Le ton avait baissé et une lueur d’espoir apparaissait dans le regard qu’il glissait vers Morosini.

— Je lui fais des excuses, on oublie tout, vous me le ramenez et on se met à l’ouvrage ?

Décidément, il régnait une joyeuse inconscience dans cette curieuse confrérie des explorateurs de nécropoles ! Celui-là, en tout cas, en possédait une sacrée dose. Quoi qu’il en soit, il était temps de calmer cette poussée d’enthousiasme :

— Vous allez un peu vite ! Un : je n’ai pas mandat pour parler en son nom et j’ignore s’il est prêt à vous pardonner ! Deux : Adalbert doit rester caché. Vous oubliez les gens qui ont tué Ibrahim Bey et fouillé votre maison. Trois : il n’a pas l’Anneau en sa possession… et moi non plus ! ajouta-t-il plein de l’agréable sensation de ne pas entièrement tordre le cou à la vérité puisque c’était Plan-Crépin la détentrice.

En dépit des fautes avouées et du côté burlesque du plan échafaudé, il ne parvenait pas à rendre au vieux Lassalle la confiance que, sur la parole d’Adalbert, il lui avait si spontanément accordée. Il y avait, enfin, le flair de fin limier de Marie-Angéline qui, elle, s’était méfiée dudit Lassalle dès la première rencontre.

Mais celui-ci revenait à la charge.

— Vous avez peut-être raison ! Dites-moi au moins où il s’est réfugié ? Je vais préparer ses bagages et les lui apporterai ?

— … ce qui ne manquerait pas de le faire repérer sans tarder, et par des gens qui ne font pas de quartier. Aussi vais-je me contenter de prendre le strict nécessaire et le lui faire parvenir discrètement. Je n’ai nulle envie que votre enlèvement « pour rire » recommence en plus brutal… Et soyez tranquille, je vous tiendrai au courant !

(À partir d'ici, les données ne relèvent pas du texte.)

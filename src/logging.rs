//! Logging and tracing infrastructure for Evidentia.
//!
//! Structured logging via the tracing crate, with plain and JSON output
//! formats selected at initialization time.

use std::sync::Once;
#[allow(unused_imports)]
use tracing::{debug, error, info, trace, warn};
use tracing_subscriber::{
    fmt::{self, format::FmtSpan},
    layer::SubscriberExt,
    util::SubscriberInitExt,
    EnvFilter,
};

static INIT: Once = Once::new();

/// Initialize the global tracing subscriber.
///
/// This should be called once at program startup.
/// Subsequent calls are ignored.
pub fn init_tracing() {
    INIT.call_once(|| {
        let env_filter =
            EnvFilter::try_from_default_env().unwrap_or_else(|_| EnvFilter::new("info"));

        let fmt_layer = fmt::layer()
            .with_span_events(FmtSpan::CLOSE)
            .with_target(true)
            .with_file(true)
            .with_line_number(true);

        tracing_subscriber::registry()
            .with(env_filter)
            .with(fmt_layer)
            .init();

        info!("Evidentia tracing initialized");
    });
}

/// Initialize tracing with JSON output for structured logging.
pub fn init_tracing_json() {
    INIT.call_once(|| {
        let env_filter =
            EnvFilter::try_from_default_env().unwrap_or_else(|_| EnvFilter::new("info"));

        let fmt_layer = fmt::layer()
            .json()
            .with_span_events(FmtSpan::CLOSE)
            .with_target(true)
            .with_file(true)
            .with_line_number(true)
            .with_current_span(true);

        tracing_subscriber::registry()
            .with(env_filter)
            .with(fmt_layer)
            .init();

        info!("Evidentia tracing initialized (JSON mode)");
    });
}
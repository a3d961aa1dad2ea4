//! Configuration for the analysis pipeline.
//!
//! Tunables only: fixed design constants (the high-entropy threshold, the
//! printable byte classes) are deliberately not configurable so that two
//! runs over the same evidence cannot be made to disagree by configuration.

use crate::io::IoLimits;
use serde::{Deserialize, Serialize};

/// Master configuration for a file analysis.
#[derive(Debug, Clone, Default, Serialize, Deserialize)]
pub struct AnalysisConfig {
    /// String extraction configuration.
    pub strings: StringsConfig,
    /// I/O limits for the path-based entry point.
    pub io: IoLimits,
}

/// String extraction configuration.
#[derive(Debug, Clone, Serialize, Deserialize)]
pub struct StringsConfig {
    /// Minimum run length for an extracted printable string.
    pub min_length: usize,
}

impl Default for StringsConfig {
    fn default() -> Self {
        Self { min_length: 4 }
    }
}
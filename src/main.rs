use clap::Parser;
use miette::{IntoDiagnostic, Result};
use shopcart::application::engine::ShopEngine;
use shopcart::domain::ports::{AccountStoreBox, CatalogStoreBox};
use shopcart::infrastructure::in_memory::{InMemoryAccountStore, InMemoryCatalog};
use shopcart::interfaces::json::catalog_reader::CatalogReader;
use shopcart::interfaces::json::users_reader::UsersReader;
use shopcart::interfaces::menu::Menu;
use std::fs::File;
use std::io;
use std::path::PathBuf;

#[derive(Parser)]
#[command(author, version, about, long_about = None)]
struct Cli {
    /// Users JSON file (username -> password, is_admin)
    #[arg(default_value = "users.json")]
    users: PathBuf,

    /// Product catalog JSON file (category -> products)
    #[arg(default_value = "product_catalog.json")]
    catalog: PathBuf,
}

#[tokio::main]
async fn main() -> Result<()> {
    // Silent unless RUST_LOG is set, so logs never interleave with the menu.
    tracing_subscriber::fmt()
        .with_env_filter(tracing_subscriber::EnvFilter::from_default_env())
        .with_writer(io::stderr)
        .init();

    let cli = Cli::parse();

    let users_file = File::open(&cli.users).into_diagnostic()?;
    let accounts = UsersReader::new(users_file).accounts().into_diagnostic()?;

    let catalog_file = File::open(&cli.catalog).into_diagnostic()?;
    let categories = CatalogReader::new(catalog_file)
        .categories()
        .into_diagnostic()?;

    let catalog: CatalogStoreBox = Box::new(InMemoryCatalog::with_categories(categories));
    let accounts: AccountStoreBox = Box::new(InMemoryAccountStore::with_accounts(accounts));
    let engine = ShopEngine::new(catalog, accounts);

    let stdin = io::stdin();
    let mut menu = Menu::new(stdin.lock(), io::stdout());
    menu.run(&engine).await.into_diagnostic()?;

    Ok(())
}
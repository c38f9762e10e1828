use crate::domain::account::{Account, Role};
use crate::domain::cart::{CartLine, Quantity};
use crate::domain::payment::{PaymentMethod, Receipt};
use crate::domain::ports::{AccountStoreBox, CatalogStoreBox};
use crate::domain::product::Product;
use crate::error::{Result, ShopError};
use tracing::{debug, warn};

/// What a successful login hands back to the caller: the fresh session token
/// and the role used to pick the right menu.
#[derive(Debug, Clone, PartialEq)]
pub struct LoginSession {
    pub token: String,
    pub role: Role,
}

/// The entry point for every shop operation.
///
/// `ShopEngine` binds accounts to the shared catalog. Cart and checkout
/// operations follow a fetch, mutate, store-back cycle on the acting account;
/// administration operations mutate the catalog directly after a role check.
/// All methods take `&self`; the stores provide interior mutability.
pub struct ShopEngine {
    catalog: CatalogStoreBox,
    accounts: AccountStoreBox,
}

impl ShopEngine {
    /// Creates a new `ShopEngine` over the injected stores.
    pub fn new(catalog: CatalogStoreBox, accounts: AccountStoreBox) -> Self {
        Self { catalog, accounts }
    }

    async fn fetch_account(&self, username: &str) -> Result<Account> {
        self.accounts
            .get(username)
            .await?
            .ok_or_else(|| ShopError::AccountNotFound(username.to_string()))
    }

    async fn fetch_admin(&self, username: &str) -> Result<Account> {
        let account = self.fetch_account(username).await?;
        if !account.is_admin() {
            return Err(ShopError::PermissionDenied);
        }
        Ok(account)
    }

    /// Authenticates `username` and returns the new session token plus role.
    ///
    /// An unknown username reports the same `InvalidCredentials` as a wrong
    /// password. Re-login regenerates the token; the cart survives.
    pub async fn login(&self, username: &str, password: &str) -> Result<LoginSession> {
        let mut account = match self.accounts.get(username).await? {
            Some(account) => account,
            None => return Err(ShopError::InvalidCredentials),
        };
        let token = account.login(password)?;
        let role = account.role;
        self.accounts.store(account).await?;
        debug!(username = %username, "login successful");
        Ok(LoginSession { token, role })
    }

    /// Clears the account's session token. Idempotent.
    pub async fn logout(&self, username: &str) -> Result<()> {
        let mut account = self.fetch_account(username).await?;
        account.logout();
        self.accounts.store(account).await?;
        debug!(username = %username, "logged out");
        Ok(())
    }

    /// Snapshot of the whole catalog for display.
    pub async fn view_catalog(&self) -> Result<Vec<(String, Vec<Product>)>> {
        self.catalog.categories().await
    }

    /// Adds a snapshot line to the cart after checking current stock.
    ///
    /// Stock is only consulted here, never decremented; decrementing happens
    /// at checkout. A second add of the same product appends a second line.
    pub async fn add_to_cart(
        &self,
        username: &str,
        product_id: &str,
        quantity: Quantity,
    ) -> Result<CartLine> {
        let mut account = self.fetch_account(username).await?;
        let product = self
            .catalog
            .find_product(product_id)
            .await?
            .ok_or_else(|| ShopError::ProductNotFound(product_id.to_string()))?;

        if product.stock == 0 {
            return Err(ShopError::OutOfStock(product.name));
        }
        if !product.can_fill(quantity.value()) {
            return Err(ShopError::InsufficientStock {
                product_id: product.product_id,
                requested: quantity.value(),
                available: product.stock,
            });
        }

        let line = CartLine::snapshot(&product, quantity);
        account.cart.add_line(line.clone());
        self.accounts.store(account).await?;
        Ok(line)
    }

    /// Removes the first cart line matching `product_id`.
    pub async fn remove_from_cart(&self, username: &str, product_id: &str) -> Result<CartLine> {
        let mut account = self.fetch_account(username).await?;
        let removed = account.cart.remove_line(product_id)?;
        self.accounts.store(account).await?;
        Ok(removed)
    }

    /// Empties the cart. Always succeeds.
    pub async fn clear_cart(&self, username: &str) -> Result<()> {
        let mut account = self.fetch_account(username).await?;
        account.cart.clear();
        self.accounts.store(account).await?;
        Ok(())
    }

    /// Ordered view of the cart lines.
    pub async fn list_cart(&self, username: &str) -> Result<Vec<CartLine>> {
        let account = self.fetch_account(username).await?;
        Ok(account.cart.lines().to_vec())
    }

    /// Settles the cart: decrements catalog stock per line, totals the
    /// snapshotted prices and empties the cart.
    ///
    /// Lines whose product has vanished from the catalog are skipped, still
    /// contributing their snapshotted price to the total. Decrements are not
    /// atomic across lines.
    pub async fn checkout(&self, username: &str, method: PaymentMethod) -> Result<Receipt> {
        let mut account = self.fetch_account(username).await?;

        for line in account.cart.lines() {
            match self
                .catalog
                .adjust_stock(&line.product_id, -i64::from(line.quantity))
                .await
            {
                Ok(()) => {}
                Err(ShopError::ProductNotFound(_)) => {
                    warn!(
                        product_id = %line.product_id,
                        "product no longer in catalog, stock left untouched"
                    );
                }
                Err(e) => return Err(e),
            }
        }

        let total = account.cart.total();
        account.cart.clear();
        self.accounts.store(account).await?;
        debug!(username = %username, method = %method, %total, "checkout complete");
        Ok(Receipt { method, total })
    }

    /// Administrator: appends a product, creating the category if absent.
    pub async fn add_product(
        &self,
        username: &str,
        category: &str,
        product: Product,
    ) -> Result<()> {
        self.fetch_admin(username).await?;
        self.catalog.add_product(category, product).await
    }

    /// Administrator: removes the first matching product in the category.
    pub async fn remove_product(
        &self,
        username: &str,
        category: &str,
        product_id: &str,
    ) -> Result<()> {
        self.fetch_admin(username).await?;
        self.catalog.remove_product(category, product_id).await
    }

    /// Administrator: creates an empty category.
    pub async fn add_category(&self, username: &str, name: &str) -> Result<()> {
        self.fetch_admin(username).await?;
        self.catalog.add_category(name).await
    }

    /// Administrator: deletes a category and all its products.
    pub async fn remove_category(&self, username: &str, name: &str) -> Result<()> {
        self.fetch_admin(username).await?;
        self.catalog.remove_category(name).await
    }
}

— Merci ! Et vous comptez prolonger votre séjour longtemps ?

La naïveté de la question lui donna envie de rire. Un de plus à brûler d’envie de lui voir tourner les talons !

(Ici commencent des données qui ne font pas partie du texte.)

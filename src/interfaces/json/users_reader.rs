use crate::domain::account::{Account, Role};
use crate::error::Result;
use serde::Deserialize;
use std::collections::BTreeMap;
use std::io::Read;

/// One entry of the users input file.
#[derive(Debug, Deserialize)]
pub struct UserRecord {
    pub password: String,
    pub is_admin: bool,
}

/// Reads the `username -> {password, is_admin}` JSON records.
///
/// Wraps any `Read` source (File, test buffer). Loaded once at startup;
/// malformed input is a startup error, not a menu condition.
pub struct UsersReader<R: Read> {
    source: R,
}

impl<R: Read> UsersReader<R> {
    pub fn new(source: R) -> Self {
        Self { source }
    }

    /// Deserializes the records into accounts, `is_admin` picking the role.
    pub fn accounts(self) -> Result<Vec<Account>> {
        let records: BTreeMap<String, UserRecord> = serde_json::from_reader(self.source)?;
        Ok(records
            .into_iter()
            .map(|(username, record)| {
                let role = if record.is_admin {
                    Role::Administrator
                } else {
                    Role::Shopper
                };
                Account::new(username, record.password, role)
            })
            .collect())
    }
}

#[cfg(test)]
mod tests {
    use super::*;

    #[test]
    fn test_reads_roles_from_flag() {
        let data = r#"{
            "alice": { "password": "wonderland", "is_admin": false },
            "bob": { "password": "builder", "is_admin": true }
        }"#;
        let accounts = UsersReader::new(data.as_bytes()).accounts().unwrap();

        assert_eq!(accounts.len(), 2);
        let alice = accounts.iter().find(|a| a.username == "alice").unwrap();
        assert_eq!(alice.role, Role::Shopper);
        let bob = accounts.iter().find(|a| a.username == "bob").unwrap();
        assert_eq!(bob.role, Role::Administrator);
        assert!(bob.session_token.is_none());
        assert!(bob.cart.is_empty());
    }

    #[test]
    fn test_malformed_input_is_an_error() {
        let data = r#"{ "alice": { "password": "wonderland" } }"#;
        assert!(UsersReader::new(data.as_bytes()).accounts().is_err());
    }
}
//! Pure domain types and rules: products, carts, accounts, payment methods,
//! and the storage ports the application layer depends on.

pub mod account;
pub mod cart;
pub mod payment;
pub mod ports;
pub mod product;
use assert_cmd::cargo_bin;
use assert_cmd::Command;
use predicates::prelude::*;
use std::io::Write;

fn shopcart() -> Command {
    let mut cmd = Command::new(cargo_bin!("shopcart"));
    cmd.arg("tests/fixtures/users.json")
        .arg("tests/fixtures/product_catalog.json");
    cmd
}

#[test]
fn test_shopper_end_to_end() {
    shopcart()
        .write_stdin("alice\nwonderland\n1\n2\np1\n2\n5\n6\nUPI\n7\n")
        .assert()
        .success()
        .stdout(predicate::str::contains("Login successful!"))
        .stdout(predicate::str::contains("Category: Books"))
        .stdout(predicate::str::contains("Category: Electronics"))
        .stdout(predicate::str::contains("Added 2 of Laptop to cart"))
        .stdout(predicate::str::contains(
            "Product ID: p1, Name: Laptop, Quantity: 2, Price: 500",
        ))
        .stdout(predicate::str::contains(
            "Your order is successfully placed using UPI for a total of Rs. 1000",
        ));
}

#[test]
fn test_out_of_stock_is_reported_and_loop_continues() {
    shopcart()
        .write_stdin("alice\nwonderland\n2\np2\n1\n5\n7\n")
        .assert()
        .success()
        .stdout(predicate::str::contains("Product Phone is out of stock"))
        .stdout(predicate::str::contains("Your cart is empty"));
}

#[test]
fn test_invalid_payment_option_keeps_the_cart() {
    shopcart()
        .write_stdin("alice\nwonderland\n2\np1\n2\n6\nBitcoin\n5\n7\n")
        .assert()
        .success()
        .stdout(predicate::str::contains("Invalid payment option: Bitcoin"))
        .stdout(predicate::str::contains(
            "Product ID: p1, Name: Laptop, Quantity: 2, Price: 500",
        ));
}

#[test]
fn test_admin_end_to_end() {
    shopcart()
        .write_stdin(
            "bob\nbuilder\n4\nToys\n4\nToys\n2\nToys\nt1\nKite\n5\n9.99\n3\nToys\nt1\n5\nToys\n6\n",
        )
        .assert()
        .success()
        .stdout(predicate::str::contains("Admin Menu:"))
        .stdout(predicate::str::contains("Category Toys added"))
        .stdout(predicate::str::contains("Category Toys already exists"))
        .stdout(predicate::str::contains("Product Kite added to Toys"))
        .stdout(predicate::str::contains("Product t1 removed from Toys"))
        .stdout(predicate::str::contains("Category Toys removed"));
}

#[test]
fn test_invalid_credentials() {
    shopcart()
        .write_stdin("alice\nnot-her-password\n")
        .assert()
        .success()
        .stdout(predicate::str::contains(
            "Invalid credentials. Please try again.",
        ))
        .stdout(predicate::str::contains("User Menu:").not());
}

#[test]
fn test_malformed_quantity_reprompts() {
    shopcart()
        .write_stdin("alice\nwonderland\n2\np1\nlots\n2\n7\n")
        .assert()
        .success()
        .stdout(predicate::str::contains("Please enter a number."))
        .stdout(predicate::str::contains("Added 2 of Laptop to cart"));
}

#[test]
fn test_malformed_users_file_fails_at_startup() {
    let mut users = tempfile::NamedTempFile::new().unwrap();
    write!(users, r#"{{ "alice": {{ "is_admin": true }} }}"#).unwrap();

    let mut cmd = Command::new(cargo_bin!("shopcart"));
    cmd.arg(users.path()).arg("tests/fixtures/product_catalog.json");

    cmd.assert()
        .failure()
        .stderr(predicate::str::contains("password"));
}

— Rien ne presse ! Je respire une atmosphère de suspense ! Je suis aux aguets ! Le sens de l’intuition, si vous voulez, et nous le possédons, Adalbert et moi. Aussi ne prendrons-nous jamais la fuite la veille d’une bataille. Nous faisons équipe depuis trop d’années, lui et moi, pour que ce soit seulement imaginable. On n’y peut rien ! C’est ainsi !… À présent, je vais aller préparer une valise…

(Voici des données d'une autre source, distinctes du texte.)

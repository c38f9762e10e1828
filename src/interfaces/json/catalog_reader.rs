use crate::domain::product::Product;
use crate::error::Result;
use std::collections::BTreeMap;
use std::io::Read;

/// Reads the `category -> [product]` JSON records that seed the catalog.
///
/// Wraps any `Read` source. Prices may be JSON numbers or strings; both
/// deserialize into `Decimal`.
pub struct CatalogReader<R: Read> {
    source: R,
}

impl<R: Read> CatalogReader<R> {
    pub fn new(source: R) -> Self {
        Self { source }
    }

    pub fn categories(self) -> Result<BTreeMap<String, Vec<Product>>> {
        Ok(serde_json::from_reader(self.source)?)
    }
}
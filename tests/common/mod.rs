use rust_decimal::Decimal;
use shopcart::application::engine::ShopEngine;
use shopcart::domain::account::{Account, Role};
use shopcart::domain::ports::{AccountStoreBox, CatalogStoreBox};
use shopcart::domain::product::Product;
use shopcart::infrastructure::in_memory::{InMemoryAccountStore, InMemoryCatalog};
use std::collections::BTreeMap;

pub fn product(id: &str, name: &str, stock: i64, price: Decimal) -> Product {
    Product::new(id.to_string(), name.to_string(), stock, price)
}

/// Engine over a custom catalog, with the standard two accounts:
/// "alice"/"wonderland" (shopper) and "bob"/"builder" (administrator).
pub fn engine_with(categories: BTreeMap<String, Vec<Product>>) -> ShopEngine {
    let catalog: CatalogStoreBox = Box::new(InMemoryCatalog::with_categories(categories));
    let accounts: AccountStoreBox = Box::new(InMemoryAccountStore::with_accounts(vec![
        Account::new("alice".to_string(), "wonderland".to_string(), Role::Shopper),
        Account::new("bob".to_string(), "builder".to_string(), Role::Administrator),
    ]));
    ShopEngine::new(catalog, accounts)
}

/// The standard seeded engine used across the integration tests.
pub fn seeded_engine() -> ShopEngine {
    use rust_decimal_macros::dec;

    let mut categories = BTreeMap::new();
    categories.insert(
        "Electronics".to_string(),
        vec![
            product("p1", "Laptop", 10, dec!(500)),
            product("p2", "Phone", 0, dec!(300)),
            product("p3", "Headphones", 2, dec!(50)),
        ],
    );
    categories.insert("Books".to_string(), vec![product("b1", "Novel", 5, dec!(10))]);
    engine_with(categories)
}

/// Stock of one product as the catalog currently reports it.
pub async fn stock_of(engine: &ShopEngine, product_id: &str) -> Option<i64> {
    engine
        .view_catalog()
        .await
        .unwrap()
        .into_iter()
        .flat_map(|(_, products)| products)
        .find(|p| p.product_id == product_id)
        .map(|p| p.stock)
}
use crate::domain::cart::Cart;
use crate::error::{Result, ShopError};
use uuid::Uuid;

/// What an account is allowed to do.
///
/// Shoppers drive the cart and checkout; administrators mutate the catalog.
/// The capability check happens at the engine boundary, not in the stores.
#[derive(Debug, Clone, Copy, PartialEq, Eq)]
pub enum Role {
    Shopper,
    Administrator,
}

/// A user of the shop, loaded once at startup.
///
/// The password is compared in plaintext and the session token is an opaque
/// UUID regenerated on every successful login. Nothing checks the token after
/// login; it only exists to be shown to the user.
#[derive(Debug, Clone, PartialEq)]
pub struct Account {
    pub username: String,
    password: String,
    pub session_token: Option<String>,
    pub cart: Cart,
    pub role: Role,
}

impl Account {
    pub fn new(username: String, password: String, role: Role) -> Self {
        Self {
            username,
            password,
            session_token: None,
            cart: Cart::new(),
            role,
        }
    }

    /// Exact plaintext compare; a fresh token replaces any previous one.
    pub fn login(&mut self, password: &str) -> Result<String> {
        if self.password != password {
            return Err(ShopError::InvalidCredentials);
        }
        let token = Uuid::new_v4().to_string();
        self.session_token = Some(token.clone());
        Ok(token)
    }

    /// Clears the session token. Idempotent.
    pub fn logout(&mut self) {
        self.session_token = None;
    }

    pub fn is_admin(&self) -> bool {
        self.role == Role::Administrator
    }
}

— Une minute, s’il vous plaît ! Auriez-vous une idée de l’endroit où peut se trouver l’Anneau ?

Fidèle à son vieux principe de répondre à une question par une autre, Aldo haussa les épaules :

— Et vous-même ? Qui soupçonnez-vous de la mort d’El-Kouari ?

— D’après ce que vous en avez dit, des sbires à la solde du prince Assouari, puisqu’il a eu l’audace de se rendre en personne chez vous pour vous interroger. Mais s’il avait eu l’Anneau, Ibrahim Bey serait toujours vivant…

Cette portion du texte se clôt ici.